Als Voraussetzung für die Abrechnung des Medikationsmanagements müssen Ärzte und Apotheker an einer gemeinsamen Informationsveranstaltung zu den Inhalten und Prozessen des Konzeptes teilgenommen und ein Abgleich der Medikationsdaten zwischen der teilnehmenden Arztpraxis und der teilnehmenden Apotheke stattgefunden haben.

Transparente Einschreibephase

Die Vertragspartner vereinbaren eine vorgelagerte transparente Einschreibephase für Ärzte und Apotheker und ein Einschreibemodell für Versicherte, wobei die Versicherteneinschreibung wahlweise beim teilnehmenden Arzt oder in der teilnehmenden Apotheke erfolgen kann. Dabei wird zuvor sichergestellt, dass nur Patienten der am Modellvorhaben teilnehmenden Vertragsärzte zur Einschreibung angesprochen werden.

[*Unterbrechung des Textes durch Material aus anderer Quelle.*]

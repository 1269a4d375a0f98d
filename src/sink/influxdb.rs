//! InfluxDB sink: accumulates rows per (measurement, host, labels) and
//! pushes them as InfluxDB v1 line protocol on a background timer built on
//! `reqwest`, the HTTP client the wider example pack reaches for (the
//! teacher itself has no HTTP client dependency of its own).

use std::collections::{BTreeMap, BTreeSet, HashMap};
use std::sync::Arc;
use std::time::{Duration, SystemTime, UNIX_EPOCH};

use async_trait::async_trait;
use tokio::sync::Mutex;
use tokio::time::interval;
use tracing::{error, info, warn};

use super::prometheus::label_to_str;
use super::{Sample, Sink, SinkError};

const FLUSH_INTERVAL: Duration = Duration::from_secs(10);
const CHUNK_SIZE: usize = 1000;
const MAX_ATTEMPTS: u32 = 3;
const RETRY_BACKOFF: Duration = Duration::from_secs(5);

#[derive(Debug, Clone, PartialEq, Eq, Hash)]
struct PendingKey {
    measurement: String,
    host: String,
    canon_labels: String,
}

#[derive(Debug, Clone, Default)]
struct PendingRow {
    measurement: String,
    tags: BTreeMap<String, String>,
    fields: BTreeMap<String, f64>,
    timestamp_ns: i64,
    /// Fields written since the last flush. Cleared on flush, not on
    /// construction, so a row that never completes a full cycle keeps the
    /// stale values from its last successful emission.
    written: BTreeSet<String>,
    /// Whether any field has been written since the last flush. Set on the
    /// first write of a cycle and used only to gate the timestamp capture;
    /// emission eligibility is governed by `written` against the
    /// measurement's declared field set, not by this flag.
    is_edited: bool,
}

pub struct InfluxDbSink {
    client: reqwest::Client,
    write_url: String,
    username: String,
    password: String,
    metric_types: Mutex<BTreeMap<String, String>>,
    /// Declared field set per measurement, accumulated from every
    /// `add_metric` call whose type maps to that measurement.
    measurement_fields: Mutex<BTreeMap<String, BTreeSet<String>>>,
    pending: Mutex<HashMap<PendingKey, PendingRow>>,
}

impl InfluxDbSink {
    pub fn new(host: &str, database: &str, username: &str, password: &str) -> Arc<Self> {
        Arc::new(InfluxDbSink {
            client: reqwest::Client::new(),
            write_url: format!("{}/write?db={}", host.trim_end_matches('/'), database),
            username: username.to_string(),
            password: password.to_string(),
            metric_types: Mutex::new(BTreeMap::new()),
            measurement_fields: Mutex::new(BTreeMap::new()),
            pending: Mutex::new(HashMap::new()),
        })
    }

    async fn measurement_for(&self, metric_name: &str) -> String {
        let types = self.metric_types.lock().await;
        match types.get(metric_name) {
            Some(metric_type) => measurement_name(metric_type),
            None => metric_name.to_string(),
        }
    }

    async fn flush_once(&self) {
        let declared = self.measurement_fields.lock().await.clone();
        let lines: Vec<String> = {
            let mut pending = self.pending.lock().await;
            let mut lines = Vec::new();
            for (key, row) in pending.iter_mut() {
                if !row.is_edited {
                    continue;
                }
                let ready = declared
                    .get(&key.measurement)
                    .map(|fields| fields.iter().all(|f| row.written.contains(f)))
                    .unwrap_or(true);
                if ready {
                    lines.push(render_line(row));
                    row.written.clear();
                    row.is_edited = false;
                }
            }
            lines
        };
        if lines.is_empty() {
            return;
        }
        let total = lines.len();
        let mut dropped = 0;
        for chunk in lines.chunks(CHUNK_SIZE) {
            if let Err(e) = self.push_chunk(chunk).await {
                error!("influxdb push failed after retries: {}", e);
                dropped += chunk.len();
            }
        }
        if dropped > 0 {
            warn!("influxdb flush dropped {}/{} rows", dropped, total);
        } else {
            info!("influxdb flush pushed {} rows", total);
        }
    }

    async fn push_chunk(&self, lines: &[String]) -> Result<(), SinkError> {
        let body = lines.join("\n");
        let mut attempt = 0;
        loop {
            attempt += 1;
            let mut request = self.client.post(&self.write_url).body(body.clone());
            if !self.username.is_empty() {
                request = request.basic_auth(&self.username, Some(&self.password));
            }
            match request.send().await {
                Ok(resp) if resp.status().is_success() => return Ok(()),
                Ok(resp) if attempt < MAX_ATTEMPTS => {
                    warn!("influxdb write returned {}, retrying", resp.status());
                    tokio::time::sleep(RETRY_BACKOFF).await;
                }
                Ok(resp) => return Err(SinkError::InfluxWrite(format!("status {}", resp.status()))),
                Err(e) if attempt < MAX_ATTEMPTS => {
                    warn!("influxdb write error {}, retrying", e);
                    tokio::time::sleep(RETRY_BACKOFF).await;
                }
                Err(e) => return Err(SinkError::InfluxWrite(e.to_string())),
            }
        }
    }
}

/// Measurement name for a declared metric type: the `type` string truncated
/// at its first `$`, matching the Prometheus-type-string/measurement-name
/// double duty the config's `description.type` field plays per driver.
fn measurement_name(metric_type: &str) -> String {
    metric_type.split('$').next().unwrap_or(metric_type).to_string()
}

fn render_line(row: &PendingRow) -> String {
    let tags = row
        .tags
        .iter()
        .map(|(k, v)| format!("{}={}", escape_tag(k), escape_tag(v)))
        .collect::<Vec<_>>()
        .join(",");
    let fields = row
        .fields
        .iter()
        .map(|(k, v)| format!("{}={}", escape_tag(k), v))
        .collect::<Vec<_>>()
        .join(",");
    if tags.is_empty() {
        format!("{} {} {}", row.measurement, fields, row.timestamp_ns)
    } else {
        format!("{},{} {} {}", row.measurement, tags, fields, row.timestamp_ns)
    }
}

fn escape_tag(value: &str) -> String {
    value.replace(' ', "\\ ").replace(',', "\\,").replace('=', "\\=")
}

fn now_ns() -> i64 {
    SystemTime::now()
        .duration_since(UNIX_EPOCH)
        .map(|d| d.as_nanos() as i64)
        .unwrap_or(0)
}

#[async_trait]
impl Sink for InfluxDbSink {
    async fn add_metric(&self, name: &str, metric_type: &str, _description: &str) {
        let measurement = measurement_name(metric_type);
        self.metric_types
            .lock()
            .await
            .insert(name.to_string(), metric_type.to_string());
        self.measurement_fields
            .lock()
            .await
            .entry(measurement)
            .or_default()
            .insert(name.to_string());
    }

    /// Append-only semantics: clearing is a no-op, matching the original
    /// driver contract for a sink that never retracts a point.
    async fn clear(&self, _host: &str, _metric_name: &str) {}

    async fn update_metric(&self, sample: Sample) {
        let measurement = self.measurement_for(&sample.metric_name).await;
        let canon = label_to_str(&sample.labels);
        let key = PendingKey {
            measurement: measurement.clone(),
            host: sample.host.clone(),
            canon_labels: canon,
        };
        let mut pending = self.pending.lock().await;
        let row = pending.entry(key).or_default();
        row.measurement = measurement;
        row.tags = sample.labels.clone();
        row.tags.insert("host".to_string(), sample.host.clone());
        if !row.is_edited {
            row.timestamp_ns = now_ns();
        }
        row.fields.insert(sample.metric_name.clone(), sample.value);
        row.written.insert(sample.metric_name);
        row.is_edited = true;
    }

    async fn release_update_lock(&self, _host: &str, _metric_name: &str) {}
}

/// Start the background flush timer. Takes an owned `Arc` (see the note in
/// `sink::mod` on why this lives outside the `Sink` trait) so it can move
/// into the spawned task.
pub async fn start_influx_pusher(sink: Arc<InfluxDbSink>) -> Result<(), SinkError> {
    tokio::spawn(async move {
        let mut tick = interval(FLUSH_INTERVAL);
        loop {
            tick.tick().await;
            sink.flush_once().await;
        }
    });
    Ok(())
}

#[cfg(test)]
mod tests {
    use super::*;

    #[tokio::test]
    async fn row_with_single_declared_field_flushes_on_first_write() {
        let sink = InfluxDbSink::new("http://localhost:8086", "snmp", "", "");
        sink.add_metric("temp", "gauge", "temperature").await;
        let mut labels = BTreeMap::new();
        labels.insert("dc".to_string(), "eu".to_string());
        sink.update_metric(Sample {
            metric_name: "temp".to_string(),
            host: "h1".to_string(),
            labels,
            value: 42.0,
        })
        .await;

        let declared = sink.measurement_fields.lock().await.clone();
        let pending = sink.pending.lock().await;
        assert_eq!(pending.len(), 1);
        let (key, row) = pending.iter().next().unwrap();
        assert!(row.is_edited);
        let ready = declared
            .get(&key.measurement)
            .map(|fields| fields.iter().all(|f| row.written.contains(f)))
            .unwrap_or(true);
        assert!(ready);
        assert_eq!(row.fields.get("temp"), Some(&42.0));
    }

    #[tokio::test]
    async fn row_is_not_ready_until_every_declared_field_is_written() {
        let sink = InfluxDbSink::new("http://localhost:8086", "snmp", "", "");
        sink.add_metric("in_octets", "iface", "inbound octets").await;
        sink.add_metric("out_octets", "iface", "outbound octets").await;

        let mut labels = BTreeMap::new();
        labels.insert("iface".to_string(), "eth0".to_string());
        sink.update_metric(Sample {
            metric_name: "in_octets".to_string(),
            host: "h1".to_string(),
            labels: labels.clone(),
            value: 10.0,
        })
        .await;

        {
            let declared = sink.measurement_fields.lock().await.clone();
            let pending = sink.pending.lock().await;
            let (key, row) = pending.iter().next().unwrap();
            let ready = declared
                .get(&key.measurement)
                .map(|fields| fields.iter().all(|f| row.written.contains(f)))
                .unwrap_or(true);
            assert!(!ready, "row must not be ready until out_octets is written too");
        }

        sink.update_metric(Sample {
            metric_name: "out_octets".to_string(),
            host: "h1".to_string(),
            labels,
            value: 20.0,
        })
        .await;

        let declared = sink.measurement_fields.lock().await.clone();
        let pending = sink.pending.lock().await;
        let (key, row) = pending.iter().next().unwrap();
        let ready = declared
            .get(&key.measurement)
            .map(|fields| fields.iter().all(|f| row.written.contains(f)))
            .unwrap_or(true);
        assert!(ready);
        assert_eq!(row.fields.get("in_octets"), Some(&10.0));
        assert_eq!(row.fields.get("out_octets"), Some(&20.0));
    }

    #[tokio::test]
    async fn timestamp_is_fixed_at_first_write_of_a_cycle() {
        let sink = InfluxDbSink::new("http://localhost:8086", "snmp", "", "");
        sink.add_metric("in_octets", "iface", "inbound octets").await;
        sink.add_metric("out_octets", "iface", "outbound octets").await;

        let mut labels = BTreeMap::new();
        labels.insert("iface".to_string(), "eth0".to_string());
        sink.update_metric(Sample {
            metric_name: "in_octets".to_string(),
            host: "h1".to_string(),
            labels: labels.clone(),
            value: 10.0,
        })
        .await;
        let first_ts = {
            let pending = sink.pending.lock().await;
            pending.values().next().unwrap().timestamp_ns
        };

        tokio::time::sleep(Duration::from_millis(5)).await;
        sink.update_metric(Sample {
            metric_name: "out_octets".to_string(),
            host: "h1".to_string(),
            labels,
            value: 20.0,
        })
        .await;
        let second_ts = {
            let pending = sink.pending.lock().await;
            pending.values().next().unwrap().timestamp_ns
        };

        assert_eq!(first_ts, second_ts);
    }

    #[tokio::test]
    async fn flush_once_emits_only_ready_rows_and_resets_written_set() {
        let sink = InfluxDbSink::new("http://localhost:8086", "snmp", "", "");
        sink.add_metric("temp", "gauge", "temperature").await;
        let mut labels = BTreeMap::new();
        labels.insert("dc".to_string(), "eu".to_string());
        sink.update_metric(Sample {
            metric_name: "temp".to_string(),
            host: "h1".to_string(),
            labels,
            value: 42.0,
        })
        .await;

        // Exercise the readiness/reset logic directly; the actual HTTP push
        // in flush_once would fail against a real endpoint in this test, so
        // drive the declared-field check the same way flush_once does.
        let declared = sink.measurement_fields.lock().await.clone();
        let mut pending = sink.pending.lock().await;
        for (key, row) in pending.iter_mut() {
            let ready = declared
                .get(&key.measurement)
                .map(|fields| fields.iter().all(|f| row.written.contains(f)))
                .unwrap_or(true);
            assert!(ready);
            assert!(row.is_edited);
            row.written.clear();
            row.is_edited = false;
        }
        drop(pending);

        let pending = sink.pending.lock().await;
        let row = pending.values().next().unwrap();
        assert!(!row.is_edited);
        assert!(row.written.is_empty());
        // Field values persist across the reset; only the written-flags
        // clear, matching the original driver's flush() contract.
        assert_eq!(row.fields.get("temp"), Some(&42.0));
    }

    #[test]
    fn render_line_includes_tags_fields_and_timestamp() {
        let mut row = PendingRow::default();
        row.measurement = "gauge".to_string();
        row.tags.insert("host".to_string(), "h1".to_string());
        row.fields.insert("temp".to_string(), 42.0);
        row.timestamp_ns = 123;
        let line = render_line(&row);
        assert!(line.starts_with("gauge,"));
        assert!(line.contains("host=h1"));
        assert!(line.contains("temp=42"));
        assert!(line.ends_with(" 123"));
    }
}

Regelhafter Datenaustausch

Die Vertragspartner etablieren einen regelhaften patientenbezogenen Datenaustausch der relevanten arzneimitteltherapiebezogenen Informationen und des jeweils aktuellen Medikationsplanes für alle teilnehmenden AOK PLUS-Versicherten zwischen den AIS-Systemen der teilnehmenden Arztpraxen und den Apothekensoftwareprogrammen zur Berücksichtigung bei Folgeverordnungen und zur Beratung der Versicherten insbesondere auch bei der Selbstmedikation, unter Beachtung der Datenschutzbestimmungen.

Kriterien zur Patientenauswahl

Die Vertragspartner vereinbaren Kriterien zur Patientenauswahl für das Medikationsmanagement (z. B. mindestens fünf systemische Dauermedikamente, keine Pflegeheimpatienten, keine Patienten mit bestehender Medikamentenverblisterung). Die AOK PLUS kann auf Basis der ihr kollektivvertragsrechtlich zur Verfügung stehenden Daten für geeignete Patienten entsprechende Empfehlungen aussprechen. Interventionsvorschläge von Apothekern werden den behandelnden Ärzten, erfolgte Interventionen (Medikationsanpassungen) von Arztseite der betreuenden Apotheke übermittelt.

Bei Bedarf wird eingegriffen

Ärzte und Apotheker führen für Versicherte mit Interventionsbedarf AMTS-Prüfungen und/oder Maßnahmen zur Verbesserung der Therapie- und Einnahmetreue von Medikamenten (Compliance) durch. Dazu gehören zum Beispiel gemeinsame Auswertung des Medikationsplanes/Monitoring der Therapietreue/Persistenz mit gezielter Beratung bei Lücken in der Rezepteinlösung, Intensivberatungen bei Therapieumstellungen/Erstverordnungen, ggf. Einsatz eines ursachenadaptierten Non-Compliance-Interventionsmodells bei Patienten mit suboptimaler Einnahmetreue (Non-Adhärenz).